■ Dataset
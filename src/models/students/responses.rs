use serde::Serialize;
use ts_rs::TS;

use super::entities::Student;
use super::requests::{StudentForm, StudentSortOrder};
use crate::models::{FieldError, PaginatedList, enrollments::entities::EnrollmentWithCourse};

// 学生列表页视图模型
#[derive(Debug, Serialize, TS)]
#[ts(export, export_to = "student.ts")]
pub struct StudentIndexViewModel {
    // 当前排序标记，原样回传
    pub current_sort: String,
    // 点击“姓”列时使用的排序标记
    pub name_sort_parm: String,
    // 点击“入学日期”列时使用的排序标记
    pub date_sort_parm: String,
    // 当前搜索词，翻页时回传
    pub current_filter: String,
    pub students: PaginatedList<Student>,
}

impl StudentIndexViewModel {
    pub fn new(
        sort_token: Option<&str>,
        current_filter: Option<String>,
        students: PaginatedList<Student>,
    ) -> Self {
        let current_sort = sort_token.unwrap_or_default().to_string();
        let name_sort_parm = if current_sort.is_empty() {
            StudentSortOrder::NAME_DESC.to_string()
        } else {
            String::new()
        };
        let date_sort_parm = if current_sort == StudentSortOrder::DATE {
            StudentSortOrder::DATE_DESC.to_string()
        } else {
            StudentSortOrder::DATE.to_string()
        };

        Self {
            current_sort,
            name_sort_parm,
            date_sort_parm,
            current_filter: current_filter.unwrap_or_default(),
            students,
        }
    }
}

// 学生详情：学生 → 选课记录 → 课程
#[derive(Debug, Clone, Serialize, TS)]
#[ts(export, export_to = "student.ts")]
pub struct StudentDetails {
    #[serde(flatten)]
    #[ts(flatten)]
    pub student: Student,
    pub enrollments: Vec<EnrollmentWithCourse>,
}

// 新建/编辑表单视图模型
#[derive(Debug, Serialize, TS)]
#[ts(export, export_to = "student.ts")]
pub struct StudentFormViewModel {
    // 新建时为空
    pub id: Option<i64>,
    pub student: StudentForm,
    pub errors: Vec<FieldError>,
}

// 删除确认页视图模型
#[derive(Debug, Serialize, TS)]
#[ts(export, export_to = "student.ts")]
pub struct StudentDeleteViewModel {
    pub student: Student,
    pub error_message: Option<String>,
}

#[cfg(test)]
mod tests {
    use super::*;

    fn empty_page() -> PaginatedList<Student> {
        PaginatedList::new(Vec::new(), 1, 3, 0)
    }

    #[test]
    fn test_sort_links_for_default_sort() {
        let vm = StudentIndexViewModel::new(None, None, empty_page());
        assert_eq!(vm.current_sort, "");
        assert_eq!(vm.name_sort_parm, "name_desc");
        assert_eq!(vm.date_sort_parm, "Date");
        assert_eq!(vm.current_filter, "");
    }

    #[test]
    fn test_sort_links_toggle() {
        let vm = StudentIndexViewModel::new(Some("name_desc"), None, empty_page());
        assert_eq!(vm.name_sort_parm, "");
        assert_eq!(vm.date_sort_parm, "Date");

        let vm = StudentIndexViewModel::new(Some("Date"), Some("an".into()), empty_page());
        assert_eq!(vm.name_sort_parm, "");
        assert_eq!(vm.date_sort_parm, "date_desc");
        assert_eq!(vm.current_filter, "an");

        let vm = StudentIndexViewModel::new(Some("date_desc"), None, empty_page());
        assert_eq!(vm.date_sort_parm, "Date");
    }
}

■ Your assignment
Count each line of the listing that contains "StudentIndexViewModel" and give the count alone.

■ Written answer
6